**Assignment:** Where does the word "PlaceNameReply" occur in the data below? Copy each line that holds it.

[Data excerpts]
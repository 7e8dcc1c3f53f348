//! Results of the list and name queries.

use crate::rpc::{ListReply, PlaceNameReply};
use crate::status::{GeofenceResult, StatusCode};

/// Single-pass sequence of query records.
///
/// Each query produces a fresh sequence; once consumed it cannot be restarted.
#[derive(Debug)]
pub struct Records<T> {
    inner: std::vec::IntoIter<T>,
}

impl<T> Iterator for Records<T> {
    type Item = T;

    fn next(&mut self) -> Option<T> {
        self.inner.next()
    }

    fn size_hint(&self) -> (usize, Option<usize>) {
        self.inner.size_hint()
    }
}

impl<T> ExactSizeIterator for Records<T> {}

/// Outcome of `get_geofences` / `get_places`.
///
/// `records() == None` (absent) is distinct from an empty sequence.
#[derive(Debug)]
pub struct QueryResult<T> {
    pub count: i32,
    pub error_code: StatusCode,
    records: Option<Records<T>>,
}

impl<T> QueryResult<T> {
    /// The records, if the server sent any sequence at all.
    pub fn records(&mut self) -> Option<&mut Records<T>> {
        self.records.as_mut()
    }

    pub fn into_records(self) -> Option<Records<T>> {
        self.records
    }

    pub fn has_records(&self) -> bool {
        self.records.is_some()
    }

    /// The server-supplied error code as a `Result`.
    pub fn status(&self) -> GeofenceResult<()> {
        self.error_code.into_result()
    }
}

impl<T> From<ListReply<T>> for QueryResult<T> {
    fn from(reply: ListReply<T>) -> Self {
        Self {
            count: reply.count,
            error_code: reply.error_code,
            records: reply.records.map(|records| Records {
                inner: records.into_iter(),
            }),
        }
    }
}

/// Outcome of `get_place_name`.
#[derive(Debug, Clone, PartialEq, Eq)]
pub struct PlaceName {
    pub error_code: StatusCode,
    /// Absent is distinct from the empty string.
    pub name: Option<String>,
}

impl From<PlaceNameReply> for PlaceName {
    fn from(reply: PlaceNameReply) -> Self {
        Self {
            error_code: reply.error_code,
            name: reply.place_name,
        }
    }
}
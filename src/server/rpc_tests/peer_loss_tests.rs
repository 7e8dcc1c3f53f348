//! Server-side cleanup when clients vanish.

use super::{record_idle, recv_within, TestServer};
use crate::rpc::SignalKind;
use crate::server::Capabilities;

#[tokio::test]
async fn test_lost_client_releases_both_categories_once() {
    let (capabilities, mut idle) = record_idle(Capabilities::new());
    let server = TestServer::start(capabilities).await;
    let (client, _signals) = server.started_client().await;
    assert_eq!(server.session_count().await, 1);

    drop(client);

    assert_eq!(recv_within(&mut idle, 2000).await, Some(SignalKind::Inout));
    assert_eq!(recv_within(&mut idle, 2000).await, Some(SignalKind::Event));
    assert!(recv_within(&mut idle, 200).await.is_none());
    assert!(server.wait_for_sessions(0).await);
    assert_eq!(server.subscription_count().await, 0);
    assert!(server.server().is_idle(SignalKind::Inout).await.unwrap());

    server.destroy().await;
}

#[tokio::test]
async fn test_remaining_subscriber_keeps_categories_busy() {
    let (capabilities, mut idle) = record_idle(Capabilities::new());
    let server = TestServer::start(capabilities).await;
    let (first, _first_signals) = server.started_client().await;
    let (second, _second_signals) = server.started_client().await;
    assert_eq!(server.session_count().await, 2);

    drop(first);
    assert!(server.wait_for_sessions(1).await);
    assert!(recv_within(&mut idle, 200).await.is_none());
    assert!(!server.server().is_idle(SignalKind::Event).await.unwrap());

    drop(second);
    assert_eq!(recv_within(&mut idle, 2000).await, Some(SignalKind::Inout));
    assert_eq!(recv_within(&mut idle, 2000).await, Some(SignalKind::Event));

    server.destroy().await;
}

#[tokio::test]
async fn test_stop_then_loss_reports_idle_only_once() {
    let (capabilities, mut idle) = record_idle(Capabilities::new());
    let server = TestServer::start(capabilities).await;
    let (mut client, _signals) = server.started_client().await;

    client.stop().await.unwrap();
    assert_eq!(recv_within(&mut idle, 2000).await, Some(SignalKind::Inout));
    assert_eq!(recv_within(&mut idle, 2000).await, Some(SignalKind::Event));

    drop(client);
    assert!(recv_within(&mut idle, 300).await.is_none());

    server.destroy().await;
}

#[tokio::test]
async fn test_client_without_subscriptions_leaves_no_trace() {
    let (capabilities, mut idle) = record_idle(Capabilities::new());
    let server = TestServer::start(capabilities).await;
    let client = server.create_client().await;
    assert_eq!(server.session_count().await, 0);

    drop(client);
    assert!(recv_within(&mut idle, 300).await.is_none());
    assert_eq!(server.session_count().await, 0);

    server.destroy().await;
}

#[tokio::test]
async fn test_category_goes_idle_again_after_resubscribe() {
    let (capabilities, mut idle) = record_idle(Capabilities::new());
    let server = TestServer::start(capabilities).await;

    let (first, _first_signals) = server.started_client().await;
    drop(first);
    assert_eq!(recv_within(&mut idle, 2000).await, Some(SignalKind::Inout));
    assert_eq!(recv_within(&mut idle, 2000).await, Some(SignalKind::Event));

    let (second, _second_signals) = server.started_client().await;
    drop(second);
    assert_eq!(recv_within(&mut idle, 2000).await, Some(SignalKind::Inout));
    assert_eq!(recv_within(&mut idle, 2000).await, Some(SignalKind::Event));

    server.destroy().await;
}
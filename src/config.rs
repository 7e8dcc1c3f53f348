//! Server and client configuration.
//!
//! Both configs deserialize from YAML with every field defaulted, then take
//! environment overrides. Clients without an explicit address read the port
//! file the daemon writes on startup.

use crate::geofence_paths;
use crate::rpc::{Destination, OBJECT_PATH, SERVICE_NAME};
use anyhow::{Context, Result};
use serde::{Deserialize, Serialize};
use std::path::Path;
use std::time::Duration;

/// Default deadline for every client call.
pub const DEFAULT_CALL_TIMEOUT_SECS: u64 = 30;
/// Longer configured timeouts are clamped to this.
pub const MAX_CALL_TIMEOUT_SECS: u64 = 24 * 60 * 60;

pub const PORT_ENV: &str = "GEOFENCE_PORT";
pub const SIGNAL_PORT_ENV: &str = "GEOFENCE_SIGNAL_PORT";
pub const CALL_TIMEOUT_ENV: &str = "GEOFENCE_CALL_TIMEOUT_SECS";

fn default_host() -> String {
    "127.0.0.1".to_string()
}

fn default_service_name() -> String {
    SERVICE_NAME.to_string()
}

fn default_object_path() -> String {
    OBJECT_PATH.to_string()
}

fn default_call_timeout_secs() -> u64 {
    DEFAULT_CALL_TIMEOUT_SECS
}

fn env_u16(name: &str) -> Option<u16> {
    std::env::var(name).ok().and_then(|s| s.trim().parse().ok())
}

fn env_u64(name: &str) -> Option<u64> {
    std::env::var(name).ok().and_then(|s| s.trim().parse().ok())
}

#[derive(Debug, Clone, Deserialize, Serialize, PartialEq, Eq)]
pub struct ServerConfig {
    #[serde(default = "default_host")]
    pub host: String,
    /// Method listener port; 0 picks an ephemeral port.
    #[serde(default)]
    pub port: u16,
    /// Signal listener port; 0 picks an ephemeral port.
    #[serde(default)]
    pub signal_port: u16,
    #[serde(default = "default_service_name")]
    pub service_name: String,
    #[serde(default = "default_object_path")]
    pub object_path: String,
    /// Human-readable server name, logged on startup.
    #[serde(default)]
    pub name: Option<String>,
    #[serde(default)]
    pub description: Option<String>,
}

impl Default for ServerConfig {
    fn default() -> Self {
        Self {
            host: default_host(),
            port: 0,
            signal_port: 0,
            service_name: default_service_name(),
            object_path: default_object_path(),
            name: None,
            description: None,
        }
    }
}

impl ServerConfig {
    /// Load from `path` (or the default config path if it exists), then apply
    /// environment overrides.
    pub fn load(path: Option<&Path>) -> Result<Self> {
        let mut config = match path {
            Some(path) => Self::from_file(path)?,
            None => {
                let default_path = geofence_paths::default_config_path()?;
                if default_path.exists() {
                    Self::from_file(&default_path)?
                } else {
                    Self::default()
                }
            }
        };
        config.apply_env_overrides();
        Ok(config)
    }

    pub fn from_file(path: &Path) -> Result<Self> {
        let content = std::fs::read_to_string(path)
            .with_context(|| format!("Failed to read config file: {}", path.display()))?;
        serde_yaml::from_str(&content)
            .with_context(|| format!("Failed to parse config file as YAML: {}", path.display()))
    }

    pub fn apply_env_overrides(&mut self) {
        if let Some(port) = env_u16(PORT_ENV) {
            self.port = port;
        }
        if let Some(port) = env_u16(SIGNAL_PORT_ENV) {
            self.signal_port = port;
        }
    }

    pub fn method_addr(&self) -> String {
        format!("{}:{}", self.host, self.port)
    }

    pub fn signal_addr(&self) -> String {
        format!("{}:{}", self.host, self.signal_port)
    }

    /// The destination clients address method calls to.
    pub fn destination(&self) -> Destination {
        Destination::new(self.service_name.clone(), self.object_path.clone())
    }
}

#[derive(Debug, Clone, Deserialize, Serialize, PartialEq, Eq)]
pub struct ClientConfig {
    #[serde(default = "default_host")]
    pub host: String,
    /// Method port; read from the port file when absent.
    #[serde(default)]
    pub port: Option<u16>,
    /// Signal port; read from the port file when absent.
    #[serde(default)]
    pub signal_port: Option<u16>,
    #[serde(default = "default_call_timeout_secs")]
    pub call_timeout_secs: u64,
    #[serde(default = "default_service_name")]
    pub service_name: String,
    #[serde(default = "default_object_path")]
    pub object_path: String,
}

impl Default for ClientConfig {
    fn default() -> Self {
        Self {
            host: default_host(),
            port: None,
            signal_port: None,
            call_timeout_secs: DEFAULT_CALL_TIMEOUT_SECS,
            service_name: default_service_name(),
            object_path: default_object_path(),
        }
    }
}

impl ClientConfig {
    /// Config that targets explicit method and signal ports on `host`.
    pub fn with_ports(host: impl Into<String>, port: u16, signal_port: u16) -> Self {
        Self {
            host: host.into(),
            port: Some(port),
            signal_port: Some(signal_port),
            ..Self::default()
        }
    }

    /// Default config with environment overrides applied.
    pub fn from_env() -> Self {
        let mut config = Self::default();
        config.apply_env_overrides();
        config
    }

    pub fn apply_env_overrides(&mut self) {
        if let Some(port) = env_u16(PORT_ENV) {
            self.port = Some(port);
        }
        if let Some(port) = env_u16(SIGNAL_PORT_ENV) {
            self.signal_port = Some(port);
        }
        if let Some(secs) = env_u64(CALL_TIMEOUT_ENV) {
            self.call_timeout_secs = secs;
        }
    }

    pub fn call_timeout(&self) -> Duration {
        Duration::from_secs(self.call_timeout_secs.clamp(1, MAX_CALL_TIMEOUT_SECS))
    }

    pub fn destination(&self) -> Destination {
        Destination::new(self.service_name.clone(), self.object_path.clone())
    }

    /// Method and signal addresses, falling back to the port file for
    /// whichever port is not configured.
    pub fn endpoints(&self) -> Result<(String, String)> {
        let (port, signal_port) = match (self.port, self.signal_port) {
            (Some(port), Some(signal_port)) => (port, signal_port),
            (port, signal_port) => {
                let from_file = read_port_file(&geofence_paths::port_file_path()?)?;
                (
                    port.unwrap_or(from_file.port),
                    signal_port.unwrap_or(from_file.signal_port),
                )
            }
        };
        Ok((
            format!("{}:{}", self.host, port),
            format!("{}:{}", self.host, signal_port),
        ))
    }
}

/// Port file content written by the daemon.
#[derive(Debug, Clone, Copy, Serialize, Deserialize, PartialEq, Eq)]
pub struct PortFileContent {
    pub port: u16,
    pub signal_port: u16,
}

pub fn write_port_file(path: &Path, content: &PortFileContent) -> Result<()> {
    let json = serde_json::to_string(content).context("Failed to serialize port file")?;
    std::fs::write(path, json)
        .with_context(|| format!("Failed to write port file: {}", path.display()))
}

pub fn read_port_file(path: &Path) -> Result<PortFileContent> {
    let content = std::fs::read_to_string(path)
        .with_context(|| format!("Failed to read port file: {}", path.display()))?;
    serde_json::from_str(&content)
        .with_context(|| format!("Failed to parse port file: {}", path.display()))
}

#[cfg(test)]
#[path = "tests/config_tests.rs"]
mod tests;
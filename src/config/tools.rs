//! External tool commands and `{placeholder}` expansion in their arguments.
//!
//! Every external program the build runs is configurable under `[tools]`:
//!
//! ```toml
//! [tools.compiler]
//! program = "mbed"
//! args = ["compile", "-m", "{target}", "-t", "{toolchain}", "--source={sources}"]
//! ```
//!
//! Scalar placeholders are substituted in place. List placeholders (`sources`,
//! `no_parse`) repeat the whole argument once per item, and drop it when the list is
//! empty, so `--noparse={no_parse}` becomes one flag per module.

use regex::Regex;
use serde::{Deserialize, Serialize};
use std::collections::BTreeMap;
use std::sync::OnceLock;

use crate::core::FwError;
use crate::process::ToolCommand;

fn placeholder_regex() -> &'static Regex {
    static PLACEHOLDER: OnceLock<Regex> = OnceLock::new();
    PLACEHOLDER.get_or_init(|| {
        Regex::new(r"\{([a-z_]+)\}").unwrap_or_else(|_| unreachable!("placeholder regex is valid"))
    })
}

/// One external program and its argument template.
#[derive(Debug, Clone, PartialEq, Eq, Serialize, Deserialize)]
pub struct ToolSpec {
    pub program: String,
    #[serde(default)]
    pub args: Vec<String>,
}

impl ToolSpec {
    pub fn new<I, S>(program: impl Into<String>, args: I) -> Self
    where
        I: IntoIterator<Item = S>,
        S: Into<String>,
    {
        Self {
            program: program.into(),
            args: args.into_iter().map(Into::into).collect(),
        }
    }

    /// Expands placeholders in the program name and arguments.
    pub fn expand(&self, values: &Placeholders) -> Result<(String, Vec<String>), FwError> {
        let program = values.expand_scalar(&self.program)?;
        let mut args = Vec::with_capacity(self.args.len());
        for arg in &self.args {
            args.extend(values.expand_arg(arg)?);
        }
        Ok((program, args))
    }

    /// Builds a ready-to-run command, named `context` in logs and errors.
    pub fn command(&self, values: &Placeholders, context: &str) -> Result<ToolCommand, FwError> {
        let (program, args) = self.expand(values)?;
        Ok(ToolCommand::new(program).args(args).with_context(context))
    }
}

/// Values available to tool argument templates.
#[derive(Debug, Clone, Default)]
pub struct Placeholders {
    scalars: BTreeMap<String, String>,
    lists: BTreeMap<String, Vec<String>>,
}

impl Placeholders {
    pub fn new() -> Self {
        Self::default()
    }

    #[must_use]
    pub fn scalar(mut self, name: &str, value: impl Into<String>) -> Self {
        self.scalars.insert(name.to_string(), value.into());
        self
    }

    #[must_use]
    pub fn list(mut self, name: &str, values: Vec<String>) -> Self {
        self.lists.insert(name.to_string(), values);
        self
    }

    fn unknown(&self, name: &str, template: &str) -> FwError {
        let known: Vec<&str> =
            self.scalars.keys().chain(self.lists.keys()).map(String::as_str).collect();
        FwError::ConfigError {
            message: format!(
                "unknown placeholder {{{name}}} in '{template}' (available: {})",
                known.join(", ")
            ),
        }
    }

    fn substitute(&self, template: &str, list_item: Option<(&str, &str)>) -> Result<String, FwError> {
        let mut result = String::with_capacity(template.len());
        let mut last = 0;
        for caps in placeholder_regex().captures_iter(template) {
            let (Some(whole), Some(name)) = (caps.get(0), caps.get(1)) else {
                continue;
            };
            result.push_str(&template[last..whole.start()]);
            let name = name.as_str();
            match (self.scalars.get(name), list_item) {
                (Some(value), _) => result.push_str(value),
                (None, Some((list_name, item))) if list_name == name => result.push_str(item),
                _ => return Err(self.unknown(name, template)),
            }
            last = whole.end();
        }
        result.push_str(&template[last..]);
        Ok(result)
    }

    /// Expands a template that may only contain scalar placeholders.
    pub fn expand_scalar(&self, template: &str) -> Result<String, FwError> {
        self.substitute(template, None)
    }

    /// Expands one argument into zero or more arguments.
    pub fn expand_arg(&self, template: &str) -> Result<Vec<String>, FwError> {
        let list_names: Vec<&str> = placeholder_regex()
            .captures_iter(template)
            .filter_map(|caps| caps.get(1).map(|m| m.as_str()))
            .filter(|name| self.lists.contains_key(*name))
            .collect();

        match list_names.as_slice() {
            [] => Ok(vec![self.substitute(template, None)?]),
            [name] => {
                let items = self.lists.get(*name).map(Vec::as_slice).unwrap_or_default();
                items.iter().map(|item| self.substitute(template, Some((*name, item.as_str())))).collect()
            }
            _ => Err(FwError::ConfigError {
                message: format!("argument '{template}' uses more than one list placeholder"),
            }),
        }
    }
}

/// The external programs driven by the build.
#[derive(Debug, Clone, PartialEq, Eq)]
pub struct ToolsConfig {
    /// Bundles the entry script with its dependencies.
    pub bundler: ToolSpec,
    /// Converts bundled scripts into native data sources.
    pub converter: ToolSpec,
    /// Generates the pin table for the target.
    pub pin_generator: ToolSpec,
    /// Compiles the firmware image.
    pub compiler: ToolSpec,
    /// Prints the installed package tree as JSON.
    pub package_manager: ToolSpec,
    /// Checks out the script runtime into `{runtime_dir}`.
    pub runtime_fetch: ToolSpec,
    /// Fetches the native libraries the runtime's board port needs.
    pub runtime_libs: ToolSpec,
}

impl Default for ToolsConfig {
    fn default() -> Self {
        Self {
            bundler: ToolSpec::new(
                "browserify",
                ["{entry}", "--no-builtins", "--noparse={no_parse}", "-g", "uglifyify", "-o", "{output}"],
            ),
            converter: ToolSpec::new(
                "python",
                [
                    "{runtime_dir}/targets/tools/js2c.py",
                    "--ignore",
                    "pins.js",
                    "--no-main",
                    "--dest",
                    "{js_data_dir}",
                    "--js-source",
                    "{build_dir}",
                ],
            ),
            pin_generator: ToolSpec::new(
                "python",
                ["{project_dir}/tools/generate_pins.py", "{target}"],
            ),
            compiler: ToolSpec::new(
                "make",
                [
                    "BOARD={target}",
                    "TOOLCHAIN={toolchain}",
                    "EXTRAS={extras}",
                ],
            ),
            package_manager: ToolSpec::new("npm", ["ls", "--json", "--long", "--production"]),
            runtime_fetch: ToolSpec::new(
                "sh",
                [
                    "-c",
                    "git clone https://github.com/jerryscript-project/jerryscript \"$1\" \
                     && git -C \"$1\" checkout {runtime_revision} \
                     && pip install -r \"$1/targets/mbedos5/tools/requirements.txt\"",
                    "fetch-runtime",
                    "{runtime_dir}",
                ],
            ),
            runtime_libs: ToolSpec::new("make", ["-C", "{runtime_dir}/targets/mbedos5", "getlibs"]),
        }
    }
}

/// Per-tool overrides from the `[tools]` table.
#[derive(Debug, Clone, Default, PartialEq, Eq, Serialize, Deserialize)]
#[serde(default, deny_unknown_fields)]
pub struct ToolOverrides {
    pub bundler: Option<ToolSpec>,
    pub converter: Option<ToolSpec>,
    pub pin_generator: Option<ToolSpec>,
    pub compiler: Option<ToolSpec>,
    pub package_manager: Option<ToolSpec>,
    pub runtime_fetch: Option<ToolSpec>,
    pub runtime_libs: Option<ToolSpec>,
}

impl ToolsConfig {
    /// Defaults with any configured overrides applied.
    pub fn with_overrides(overrides: &ToolOverrides) -> Self {
        let defaults = Self::default();
        Self {
            bundler: overrides.bundler.clone().unwrap_or(defaults.bundler),
            converter: overrides.converter.clone().unwrap_or(defaults.converter),
            pin_generator: overrides.pin_generator.clone().unwrap_or(defaults.pin_generator),
            compiler: overrides.compiler.clone().unwrap_or(defaults.compiler),
            package_manager: overrides.package_manager.clone().unwrap_or(defaults.package_manager),
            runtime_fetch: overrides.runtime_fetch.clone().unwrap_or(defaults.runtime_fetch),
            runtime_libs: overrides.runtime_libs.clone().unwrap_or(defaults.runtime_libs),
        }
    }
}

#[cfg(test)]
mod tests {
    use super::*;

    fn values() -> Placeholders {
        Placeholders::new()
            .scalar("target", "K64F")
            .scalar("entry", "/p/main.js")
            .list("no_parse", vec!["/p/node_modules/bleno".into(), "/p/node_modules/x".into()])
            .list("sources", Vec::new())
    }

    #[test]
    fn test_scalar_substitution() {
        assert_eq!(values().expand_arg("BOARD={target}").unwrap(), vec!["BOARD=K64F"]);
        assert_eq!(values().expand_arg("plain").unwrap(), vec!["plain"]);
    }

    #[test]
    fn test_list_repeats_argument() {
        assert_eq!(
            values().expand_arg("--noparse={no_parse}").unwrap(),
            vec!["--noparse=/p/node_modules/bleno", "--noparse=/p/node_modules/x"]
        );
    }

    #[test]
    fn test_empty_list_drops_argument() {
        assert!(values().expand_arg("--source={sources}").unwrap().is_empty());
    }

    #[test]
    fn test_unknown_placeholder() {
        let err = values().expand_arg("{nope}").unwrap_err();
        assert!(matches!(err, FwError::ConfigError { ref message } if message.contains("{nope}")));
    }

    #[test]
    fn test_two_lists_rejected() {
        assert!(values().expand_arg("{sources}:{no_parse}").is_err());
    }

    #[test]
    fn test_default_bundler_expansion() {
        let values = values().scalar("output", "/p/build/app.bundle.min.js");
        let (program, args) = ToolsConfig::default().bundler.expand(&values).unwrap();
        assert_eq!(program, "browserify");
        assert_eq!(args[0], "/p/main.js");
        assert_eq!(args.iter().filter(|a| a.starts_with("--noparse=")).count(), 2);
        assert_eq!(args.last().map(String::as_str), Some("/p/build/app.bundle.min.js"));
    }

    #[test]
    fn test_default_runtime_fetch_pins_revision() {
        let values = Placeholders::new()
            .scalar("runtime_dir", "/p/build/jerryscript")
            .scalar("runtime_revision", "abc123");
        let (program, args) = ToolsConfig::default().runtime_fetch.expand(&values).unwrap();
        assert_eq!(program, "sh");
        assert!(args[1].contains("checkout abc123"));
        assert!(args[1].contains("\"$1\""));
        assert_eq!(args.last().map(String::as_str), Some("/p/build/jerryscript"));
    }

    #[test]
    fn test_overrides_replace_single_tool() {
        let overrides = ToolOverrides {
            compiler: Some(ToolSpec::new("mbed", ["compile"])),
            ..ToolOverrides::default()
        };
        let tools = ToolsConfig::with_overrides(&overrides);
        assert_eq!(tools.compiler.program, "mbed");
        assert_eq!(tools.bundler, ToolsConfig::default().bundler);
    }
}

**Exercise result:**
use crate::rpc::{ListReply, PlaceNameReply};
impl From<PlaceNameReply> for PlaceName {
    fn from(reply: PlaceNameReply) -> Self {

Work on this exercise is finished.